The remaining documents consist of (1) correspondence between Shahani and his representatives and Wells Fargo and its representative; (2) printouts from the Nationwide Posting & Publishing website; and (3) a report on the California foreclosure crisis compiled by several advocacy groups. Plaintiffs' Request for Judicial Notice in Opposition to Wells Fargo Motion, Exs. 10-16, 1819. Although Plaintiffs have not articulated why judicial notice of these documents would be proper, nearly all of the correspondence and both printouts from the Nationwide Posting & Publishing Website were attached to the Complaint and must therefore be considered in considering the present Motions. As to the advocacy group report, the Court takes judicial notice of its existence, as that fact is readily verifiable, but it does not take judicial notice of the veracity of its assertions or conclusions as those matters are not readily verifiable and are subject to reasonable dispute. The Court cannot consider only Exhibits 15 and 19, as neither is attached to the Complaint, referred to in the Complaint, a matter of public record, capable of ready and accurate determination by reference to sources whose accuracy cannot reasonably be questioned, or generally known within this territorial jurisdiction.

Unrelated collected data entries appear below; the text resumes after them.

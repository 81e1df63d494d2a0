//! Digital Object Identifier
//!
//! DOIs carry no check digit; validity means a `10.<registrant>/<suffix>`
//! shape survived extraction and cleanup.

use lazy_static::lazy_static;
use regex::Regex;

use crate::error::ValidationError;
use crate::number::{number_state_methods, NumberKind, NumberState, StandardNumber};

lazy_static! {
    // Optional scheme prefix, then 10.NNNN[.NNN]/suffix
    static ref DOI_REGEX: Regex = Regex::new(
        r#"(?i)(?:doi:\s*|info:doi/|https?://(?:dx\.)?doi\.org/)?\b(10\.[0-9]{4,}(?:\.[0-9]+)*/[^\s"<>]+)"#
    )
    .unwrap();
}

pub const DOI_INFO_PREFIX: &str = "info:doi:";
pub const DOI_RESOLVER: &str = "http://doi.org/";
pub const DOI_DX_RESOLVER: &str = "http://dx.doi.org/";

#[derive(Debug, Clone, Default, PartialEq, Eq)]
pub struct Doi {
    state: NumberState,
}

/// Remove trailing punctuation picked up from the surrounding sentence
fn clean_doi(doi: &str) -> String {
    doi.trim_end_matches(['.', ',', ';', ')', ']', '}', '\'', '"'])
        .to_string()
}

impl Doi {
    /// Registrant prefix (`10.1000`)
    pub fn prefix(&self) -> Option<&str> {
        self.state.canonical()?.split_once('/').map(|(p, _)| p)
    }

    /// Suffix after the first `/`
    pub fn suffix(&self) -> Option<&str> {
        self.state.canonical()?.split_once('/').map(|(_, s)| s)
    }
}

impl StandardNumber for Doi {
    number_state_methods!();

    fn kind(&self) -> NumberKind {
        NumberKind::Doi
    }

    fn normalize(&mut self) -> &mut Self {
        let candidate = self.state.candidate(&DOI_REGEX).map(|c| clean_doi(&c));
        self.state.set_canonical(candidate);
        self
    }

    fn verify(&mut self) -> Result<&mut Self, ValidationError> {
        let value = self.state.require_canonical()?;
        if let Some((i, c)) = value.chars().enumerate().find(|(_, c)| c.is_control()) {
            return Err(ValidationError::malformed(c, i));
        }
        if self.suffix().map_or(true, str::is_empty) {
            return Err(ValidationError::NoCandidateFound);
        }
        Ok(self)
    }

    fn format(&self) -> Option<String> {
        self.state
            .canonical()
            .map(|c| format!("{}{}", DOI_RESOLVER, c))
    }

    fn typed_variants(&self) -> Vec<String> {
        match self.state.canonical() {
            Some(c) => vec![
                format!("{} {}", self.kind().label(), c),
                format!("{}{}", DOI_INFO_PREFIX, c),
                format!("{}{}", DOI_RESOLVER, c),
                format!("{}{}", DOI_DX_RESOLVER, c),
            ],
            None => Vec::new(),
        }
    }
}

#[cfg(test)]
mod tests {
    use super::*;

    #[test]
    fn test_from_dx_url() {
        let mut doi = Doi::default();
        doi.set("resolve http://dx.doi.org/10.1000/182 please").normalize();
        assert_eq!(doi.canonical_value(), Some("10.1000/182"));
        assert!(doi.is_valid());
        assert_eq!(
            doi.typed_variants(),
            vec![
                "DOI 10.1000/182",
                "info:doi:10.1000/182",
                "http://doi.org/10.1000/182",
                "http://dx.doi.org/10.1000/182"
            ]
        );
    }

    #[test]
    fn test_trailing_punctuation() {
        let mut doi = Doi::default();
        doi.set("See doi:10.1038/nature12373.").normalize();
        assert_eq!(doi.canonical_value(), Some("10.1038/nature12373"));
        assert_eq!(doi.prefix(), Some("10.1038"));
        assert_eq!(doi.suffix(), Some("nature12373"));
    }

    #[test]
    fn test_format_round_trip() {
        let mut doi = Doi::default();
        doi.set("info:doi/10.1126/science.1234567").normalize();
        let formatted = doi.format().unwrap();
        assert_eq!(formatted, "http://doi.org/10.1126/science.1234567");
        doi.set(&formatted).normalize();
        assert_eq!(doi.canonical_value(), Some("10.1126/science.1234567"));
    }

    #[test]
    fn test_not_a_doi() {
        let mut doi = Doi::default();
        assert!(!doi.set("11.1038/nature12373").normalize().is_valid());
        assert!(!doi.set("10.12/short").normalize().is_valid());
    }
}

This applies to Exhibits 10-14, 16.

IV. ANALYSIS

A. Legal Standard

A complaint may be dismissed for failure to state a claim for which relief can be granted under Rule 12(b)(6) of the Federal Rules of Civil Procedure. Fed. R. Civ. P. 12(b)(6). "The purpose of a motion to dismiss under Rule 12(b)(6) is to test the legal sufficiency of the complaint." N. Star Int'l v. Ariz. Corp. Comm'n, 720 F.2d 578, 581 (9th Cir. 1983). Generally, a plaintiff's burden at the pleading stage is relatively light. Rule 8(a) of the Federal Rules of Civil Procedure states that "[a] pleading which sets forth a claim for relief . . . shall contain . . . a short and plain statement of the claim showing that the pleader is entitled to relief." Fed. R. Civ. P. 8(a).

In ruling on a motion to dismiss under Rule 12, the court analyzes the complaint and takes "all allegations of material fact as true and construe[s] them in the light most favorable to the non-moving party." Parks Sch. of Bus. v. Symington, 51 F.3d 1480, 1484 (9th Cir. 1995). Dismissal may be based on a lack of a cognizable legal theory or on the absence of facts that would support a valid theory. Balistreri v. Pacifica Police Dep't, 901 F.2d 696, 699 (9th Cir. 1990). A complaint must "contain either direct or inferential allegations respecting all the material elements necessary to sustain recovery under some viable legal theory." Bell Atl. Corp. v. Twombly, 550 U.S. 544, 562 (2007) (citing Car Carriers, Inc. v. Ford Motor Co., 745 F.2d 1101, 1106 (7th Cir. 1984)). "A pleading that offers 'labels and conclusions' or 'a formulaic recitation of the elements of a cause of action will not do.'" Ashcroft v. Iqbal, 556 U.S. 662, 678 (2009) (quoting Twombly, 550 U.S. at 555). "Nor does a complaint suffice if it tenders 'naked assertion[s]' devoid of 'further factual enhancement.'" Id. (quoting Twombly, 550 U.S. at 557). The factual allegations must be definite enough to "raise a right to relief above the speculative level." Twombly, 550 U.S. at 555. However, a complaint does not need detailed factual allegations to survive dismissal. Id. Rather, a complaint need only include enough facts to state a claim that is "plausible on its face." Id. at 570. That is, the pleadings must contain factual allegations "plausibly suggesting (not merely consistent with)" a right to relief. Id. at 545 (noting that this requirement is consistent with Fed. R. Civ. P. 8(a)(2), which requires that the pleadings demonstrate that "the pleader is entitled to relief").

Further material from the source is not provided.